Sulforaphen(SFN)による転写因子Nrf2賦活化はメチオニンコリン欠乏食(MCD)誘発脂肪性肝炎の炎症と線維化を抑止する

演者 岡田 浩介(筑波大大学院・消化器内科学DELIMITER筑波大大学院・スポーツ医学)
共同演者 正田 純一(筑波大大学院・スポーツ医学), 徳重 克年(東京女子医大・消化器病センター消化器内科)

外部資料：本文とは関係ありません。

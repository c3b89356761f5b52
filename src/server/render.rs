use actix_web::{http::header, HttpRequest};
use minijinja::{context, Environment};
use serde::Serialize;

use crate::{error::Result, models::TattooParams};

const INDEX_TEMPLATE: &str = include_str!("../../templates/index.html");
const RESULT_TEMPLATE: &str = include_str!("../../templates/result.html");

/// Everything the result page shows; mirrors the JSON payload.
#[derive(Debug, Default, Serialize)]
pub struct ResultView {
    pub generated_text: Option<String>,
    pub image_base64: Option<String>,
    pub image_mime: Option<String>,
    pub saved_as: Option<String>,
    pub params: Option<TattooParams>,
    pub error: Option<String>,
}

impl ResultView {
    pub fn failed(error: impl Into<String>) -> Self {
        Self {
            error: Some(error.into()),
            ..Default::default()
        }
    }
}

pub struct Templates {
    env: Environment<'static>,
}

impl Templates {
    pub fn new() -> Result<Self> {
        let mut env = Environment::new();
        env.add_template("index.html", INDEX_TEMPLATE)?;
        env.add_template("result.html", RESULT_TEMPLATE)?;
        Ok(Self { env })
    }

    pub fn render_index(&self, model: &str) -> Result<String> {
        let template = self.env.get_template("index.html")?;
        Ok(template.render(context! { model => model })?)
    }

    pub fn render_result(&self, view: &ResultView) -> Result<String> {
        let template = self.env.get_template("result.html")?;
        Ok(template.render(view)?)
    }
}

/// True when the caller's `Accept` header lists a JSON media type.
pub fn wants_json(req: &HttpRequest) -> bool {
    req.headers()
        .get_all(header::ACCEPT)
        .filter_map(|value| value.to_str().ok())
        .flat_map(|value| value.split(','))
        .map(|media| media.split(';').next().unwrap_or("").trim().to_ascii_lowercase())
        .any(|media| media == "application/json" || media.ends_with("+json"))
}

#[cfg(test)]
mod tests {
    use super::*;
    use actix_web::test::TestRequest;

    #[test]
    fn test_wants_json() {
        let req = TestRequest::default()
            .insert_header((header::ACCEPT, "application/json"))
            .to_http_request();
        assert!(wants_json(&req));

        let req = TestRequest::default()
            .insert_header((header::ACCEPT, "text/html, application/json;q=0.9"))
            .to_http_request();
        assert!(wants_json(&req));

        let req = TestRequest::default()
            .insert_header((header::ACCEPT, "text/html,application/xhtml+xml,*/*;q=0.8"))
            .to_http_request();
        assert!(!wants_json(&req));

        assert!(!wants_json(&TestRequest::default().to_http_request()));
    }

    #[test]
    fn test_render_index() {
        let templates = Templates::new().unwrap();
        let html = templates.render_index("gemini-test").unwrap();
        assert!(html.contains("action=\"/generate-tattoo\""));
        assert!(html.contains("gemini-test"));
    }

    #[test]
    fn test_render_result_escapes_text() {
        let templates = Templates::new().unwrap();
        let view = ResultView {
            generated_text: Some("<b>bold</b> rose".into()),
            image_base64: Some("AQID".into()),
            image_mime: Some("image/png".into()),
            saved_as: Some("generated_image1.png".into()),
            params: Some(TattooParams::new("fine line", "rose", "black").with_size("wrist")),
            error: None,
        };
        let html = templates.render_result(&view).unwrap();
        assert!(html.contains(";base64,AQID"));
        assert!(html.contains("&lt;b&gt;bold"));
        assert!(html.contains("generated_image1.png"));
        assert!(html.contains("fine line"));
        assert!(!html.contains("Generation failed"));
    }

    #[test]
    fn test_render_result_error() {
        let templates = Templates::new().unwrap();
        let html = templates
            .render_result(&ResultView::failed("Network error: timed out"))
            .unwrap();
        assert!(html.contains("Generation failed: Network error: timed out"));
        assert!(!html.contains("<img"));
    }
}
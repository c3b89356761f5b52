pub mod api;
pub mod generation;
pub mod tattoo;

pub use api::*;
pub use generation::*;
pub use tattoo::*;
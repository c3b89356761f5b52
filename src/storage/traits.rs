use std::path::PathBuf;

use async_trait::async_trait;
use serde::Serialize;

use crate::{error::Result, models::InlineImage};

#[async_trait]
pub trait ImageStorage: Send + Sync {
    /// Persists `image` under the next free index.
    async fn save(&self, image: &InlineImage) -> Result<SavedImage>;
}

#[derive(Debug, Clone, PartialEq, Eq, Serialize)]
pub struct SavedImage {
    pub index: u64,
    pub path: PathBuf,
}
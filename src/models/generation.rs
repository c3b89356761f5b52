use base64::{engine::general_purpose::STANDARD, Engine as _};

/// Raw image bytes plus their MIME type, as exchanged with the model.
#[derive(Debug, Clone, PartialEq)]
pub struct InlineImage {
    pub mime_type: String,
    pub data: Vec<u8>,
}

impl InlineImage {
    pub fn new(mime_type: impl Into<String>, data: Vec<u8>) -> Self {
        Self {
            mime_type: mime_type.into(),
            data,
        }
    }

    pub fn png(data: Vec<u8>) -> Self {
        Self::new("image/png", data)
    }

    pub fn to_base64(&self) -> String {
        STANDARD.encode(&self.data)
    }
}

/// A single prompt plus the images that accompany it, in order.
#[derive(Debug, Clone)]
pub struct ContentRequest {
    pub prompt: String,
    pub images: Vec<InlineImage>,
}

impl ContentRequest {
    pub fn new(prompt: impl Into<String>) -> Self {
        Self {
            prompt: prompt.into(),
            images: Vec::new(),
        }
    }

    pub fn with_image(mut self, image: InlineImage) -> Self {
        self.images.push(image);
        self
    }
}

/// What came back: every text part joined in order, and the first image part.
#[derive(Debug, Clone, Default, PartialEq)]
pub struct GenerationOutput {
    pub text: Option<String>,
    pub image: Option<InlineImage>,
}

impl GenerationOutput {
    pub fn text_or_empty(&self) -> &str {
        self.text.as_deref().unwrap_or("")
    }
}
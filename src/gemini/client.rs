use async_trait::async_trait;
use reqwest::Client;

use crate::{
    config::GeminiConfig,
    error::{Result, TattooError},
    gemini::{
        wire::{ErrorEnvelope, GenerateContentRequest, GenerateContentResponse},
        ContentGenerator,
    },
    models::{ContentRequest, GenerationOutput},
};

const MAX_ERROR_CHARS: usize = 500;

#[derive(Clone)]
pub struct GeminiClient {
    client: Client,
    api_key: String,
    model: String,
    api_base: String,
}

impl GeminiClient {
    pub fn new(config: &GeminiConfig) -> Result<Self> {
        let api_key = config.require_api_key()?.to_string();
        let client = Client::builder().timeout(config.timeout()).build()?;

        Ok(Self {
            client,
            api_key,
            model: config.model().to_string(),
            api_base: config.api_base().to_string(),
        })
    }

    pub fn endpoint(&self) -> String {
        let model = self.model.trim_start_matches("models/");
        format!("{}/models/{}:generateContent", self.api_base, model)
    }

    pub async fn generate_content(&self, request: &ContentRequest) -> Result<GenerationOutput> {
        let body = GenerateContentRequest::from(request);

        log::info!(
            "Invoking model: {} ({} image part(s))",
            self.model,
            request.images.len()
        );
        log::debug!("Prompt: {}", request.prompt);

        let response = self
            .client
            .post(self.endpoint())
            .header("x-goog-api-key", &self.api_key)
            .json(&body)
            .send()
            .await
            .map_err(|e| {
                log::error!("Gemini request failed: {}", e);
                TattooError::NetworkError(e)
            })?;

        let status = response.status();
        if !status.is_success() {
            let text = response.text().await.unwrap_or_default();
            let message = Self::error_message(&text);
            log::error!("Gemini returned {}: {}", status, message);
            return Err(TattooError::ApiError {
                status: status.as_u16(),
                message,
            });
        }

        let payload: GenerateContentResponse = response.json().await.map_err(|e| {
            TattooError::ResponseError(format!("could not parse Gemini response: {}", e))
        })?;
        let output = payload.into_output()?;

        log::debug!(
            "Gemini answered with {} chars of text and {}",
            output.text_or_empty().len(),
            if output.image.is_some() { "an image" } else { "no image" }
        );
        Ok(output)
    }

    fn error_message(body: &str) -> String {
        match serde_json::from_str::<ErrorEnvelope>(body) {
            Ok(envelope) => match envelope.error.status {
                Some(status) => format!("{}: {}", status, envelope.error.message),
                None => envelope.error.message,
            },
            Err(_) => body.chars().take(MAX_ERROR_CHARS).collect(),
        }
    }
}

#[async_trait]
impl ContentGenerator for GeminiClient {
    async fn generate(&self, request: ContentRequest) -> Result<GenerationOutput> {
        self.generate_content(&request).await
    }

    fn model(&self) -> &str {
        &self.model
    }
}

抄録 【目的】酸化ストレスは単純性脂肪肝から脂肪性肝炎への進展に重要な要因である.我々は酸化ストレスに対し生体防御機構を発動する転写因子Nrf2に着目し, MCD誘発脂肪性肝炎モデルにおいてNrf2が肝病変の発症と進展を防御することを報告した(Am J Physiol 2010).今回は治療的観点から,Nrf2過剰発現マウスであるKeap1 knockdown (kd)マウスにMCD食投与を行い,更に,野性型(WT)マウスに対してブロッコリースプラウト(新芽)からNrf2の活性化剤として見出されたSulforaphen(SFN)をMCD食と同時に投与し,Nrf2の賦活化が脂肪性肝炎の発症と進展に対して抑止効果を示すか検討した.【方法】12週齢のWT,Nrf2遺伝子欠損(Nrf2-null),Nrf2過剰発現Keap1-kdマウスにMCD食を6週および13週間投与して解析を行った.また,SFN+MCD食(500mg/kg)を作製しWTへの投与を行った.【成績】6および13週間投与の双方において,Keap1-kdでは脂肪性肝炎(脂肪化,炎症,線維化)の病理学的変化は殆ど認められず,一方, Nrf2-nullではWTと比較してより重症の脂肪性肝炎像を呈していた.Nrf2制御下の抗酸化ストレス遺伝子群は,Keap1-kdではそれらの発現レベルが著明に増加していた.一方, Nrf2-nullではごく軽微か認められなかった.WTのSFN+MCD投与群ではMCD投与群と比較して,脂肪性肝炎における炎症および線維化が有意に抑制されていた.Nrf2-nullマウスではSFNによる改善効果は認められず,このことより,SFNはNrf2の活性化を介して酸化ストレスの増加を抑制し,その結果,肝病変の増悪を防御したものと考えられた.【結語】Nrf2はMCD誘発脂肪性肝炎に対して,酸化ストレス消去系分子の発現誘導を介して,肝病変の発症と進展に抑止的役割を果たすと推測された.SFNによるNrf2活性化はNASHに対する新しい治療手段として有用であると考えられた.